## What this task involves
Find the number of lines below in which the word "files" occurs. Write only that number.

## Records from a collection
::::::::::

//! Command line arguments and parameters management/parsing.
use std::path::PathBuf;

use structopt::StructOpt;

use crate::download::DumpKind;
use crate::error::Error;
use crate::forest::{ExtractorBuilder, ExtractorConfig, Mode};
use crate::month::MonthRange;

#[derive(Debug, StructOpt)]
#[structopt(name = "dlgs", about = "reddit dialogue corpus generation tool.")]
/// Holds every command that is callable by the `dlgs` command.
pub enum Dlgs {
    #[structopt(about = "Download monthly reddit dumps")]
    Download(Download),
    #[structopt(about = "Extract dialogues from comment dumps")]
    Process(Process),
}

/// Inclusive range of months to work on.
#[derive(Debug, StructOpt)]
pub struct Dates {
    #[structopt(long = "start-year", default_value = "2022", help = "starting year")]
    pub start_year: i32,
    #[structopt(long = "end-year", default_value = "2022", help = "end year")]
    pub end_year: i32,
    #[structopt(long = "start-month", default_value = "5", help = "starting month")]
    pub start_month: u32,
    #[structopt(long = "end-month", default_value = "5", help = "end month")]
    pub end_month: u32,
}

impl Dates {
    pub fn months(&self) -> Result<MonthRange, Error> {
        MonthRange::new(
            self.start_year,
            self.start_month,
            self.end_year,
            self.end_month,
        )
    }
}

#[derive(Debug, StructOpt)]
/// Download command and parameters.
/// ```sh
/// dlgs-download 0.1.0
/// Download monthly reddit dumps
///
/// USAGE:
///     dlgs download [OPTIONS]
///
/// OPTIONS:
///         --base-url <base-url>          archive location [default: https://files.pushshift.io/reddit/]
///         --kind <kind>                  comments, submissions or both [default: both]
///     -t <n-tasks>                       number of concurrent downloads [default: 4]
///     -o, --output-dir <output-dir>      dumps go in <output-dir>/reddit_tmp [default: res/]
///         --retries <retries>            attempts per file [default: 5]
/// ```
pub struct Download {
    #[structopt(flatten)]
    pub dates: Dates,
    #[structopt(
        short = "o",
        long = "output-dir",
        parse(from_os_str),
        default_value = "res/",
        help = "dumps go in <output-dir>/reddit_tmp"
    )]
    pub output_dir: PathBuf,
    #[structopt(
        long = "kind",
        default_value = "both",
        help = "comments, submissions or both"
    )]
    pub kind: String,
    #[structopt(
        short = "t",
        default_value = "4",
        help = "number of concurrent downloads"
    )]
    pub n_tasks: usize,
    #[structopt(long = "retries", default_value = "5", help = "attempts per file")]
    pub retries: usize,
    #[structopt(
        long = "base-url",
        default_value = "https://files.pushshift.io/reddit/",
        help = "archive location"
    )]
    pub base_url: String,
}

impl Download {
    pub fn kinds(&self) -> Result<Vec<DumpKind>, Error> {
        match self.kind.as_str() {
            "both" => Ok(vec![DumpKind::Comments, DumpKind::Submissions]),
            other => Ok(vec![other.parse()?]),
        }
    }
}

#[derive(Debug, StructOpt)]
/// Process command and parameters.
///
/// Reads `RC_YYYY-MM.zst` from `<output-dir>/reddit_tmp`,
/// writes `DLGS_YYYY_MM.zst` in `<output-dir>/processed_data`.
pub struct Process {
    #[structopt(flatten)]
    pub dates: Dates,
    #[structopt(
        short = "o",
        long = "output-dir",
        parse(from_os_str),
        default_value = "res/",
        help = "working directory"
    )]
    pub output_dir: PathBuf,
    #[structopt(
        long = "max-context-length",
        default_value = "6",
        help = "maximum number of turns before a response"
    )]
    pub max_context_length: usize,
    #[structopt(
        long = "min-dialogue-length",
        default_value = "2",
        help = "minimum number of turns of a chain"
    )]
    pub min_dialogue_length: usize,
    #[structopt(
        long = "mode",
        default_value = "context",
        help = "context (context/response pairs) or domain (whole chains with subreddit)"
    )]
    pub mode: Mode,
    #[structopt(
        long = "dump-interval",
        default_value = "1024",
        help = "number of samples between output flushes"
    )]
    pub dump_interval: usize,
    #[structopt(
        long = "valid-split",
        help = "fraction of submissions written to validation files"
    )]
    pub valid_split: Option<f64>,
    #[structopt(
        short = "t",
        long = "workers",
        help = "number of filter workers. Default is available parallelism - 1."
    )]
    pub workers: Option<usize>,
    #[structopt(
        long = "blocklist",
        parse(from_os_str),
        help = "file of subreddits to drop"
    )]
    pub blocklist: Option<PathBuf>,
    #[structopt(long = "raw-text", help = "keep comment bodies as-is")]
    pub raw_text: bool,
}

impl Process {
    pub fn src(&self) -> PathBuf {
        self.output_dir.join("reddit_tmp")
    }

    pub fn dst(&self) -> PathBuf {
        self.output_dir.join("processed_data")
    }

    pub fn extractor(&self) -> Result<ExtractorConfig, Error> {
        ExtractorBuilder::default()
            .mode(self.mode)
            .max_context_length(self.max_context_length)
            .min_dialogue_length(self.min_dialogue_length)
            .build()
    }
}

#[cfg(test)]
mod tests {
    use super::*;
    use crate::download::BASE_URL;

    #[test]
    fn process_defaults() {
        let opt = Dlgs::from_iter_safe(["dlgs", "process"]).unwrap();
        let p = match opt {
            Dlgs::Process(p) => p,
            Dlgs::Download(_) => panic!("expected process"),
        };
        assert_eq!(p.dates.months().unwrap(), MonthRange::single(2022, 5).unwrap());
        assert_eq!(p.src(), PathBuf::from("res/reddit_tmp"));
        assert_eq!(p.dst(), PathBuf::from("res/processed_data"));
        assert_eq!(p.dump_interval, 1024);
        assert_eq!(p.valid_split, None);
        assert!(!p.raw_text);

        let extractor = p.extractor().unwrap();
        assert_eq!(extractor.mode(), Mode::Context);
        assert_eq!(extractor.max_context_length(), 6);
    }

    #[test]
    fn process_options() {
        let opt = Dlgs::from_iter_safe([
            "dlgs",
            "process",
            "--mode",
            "domain",
            "--start-year",
            "2021",
            "--start-month",
            "11",
            "--valid-split",
            "0.1",
            "-t",
            "3",
        ])
        .unwrap();
        let p = match opt {
            Dlgs::Process(p) => p,
            Dlgs::Download(_) => panic!("expected process"),
        };
        assert_eq!(p.mode, Mode::Domain);
        assert_eq!(p.dates.months().unwrap().start(), (2021, 11));
        assert_eq!(p.valid_split, Some(0.1));
        assert_eq!(p.workers, Some(3));
    }

    #[test]
    fn download_kinds() {
        let opt = Dlgs::from_iter_safe(["dlgs", "download", "--kind", "comments"]).unwrap();
        let d = match opt {
            Dlgs::Download(d) => d,
            Dlgs::Process(_) => panic!("expected download"),
        };
        assert_eq!(d.kinds().unwrap(), vec![DumpKind::Comments]);
        assert_eq!(d.n_tasks, 4);
        assert_eq!(d.base_url, BASE_URL);
    }
}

::::::::::

## Task solution
3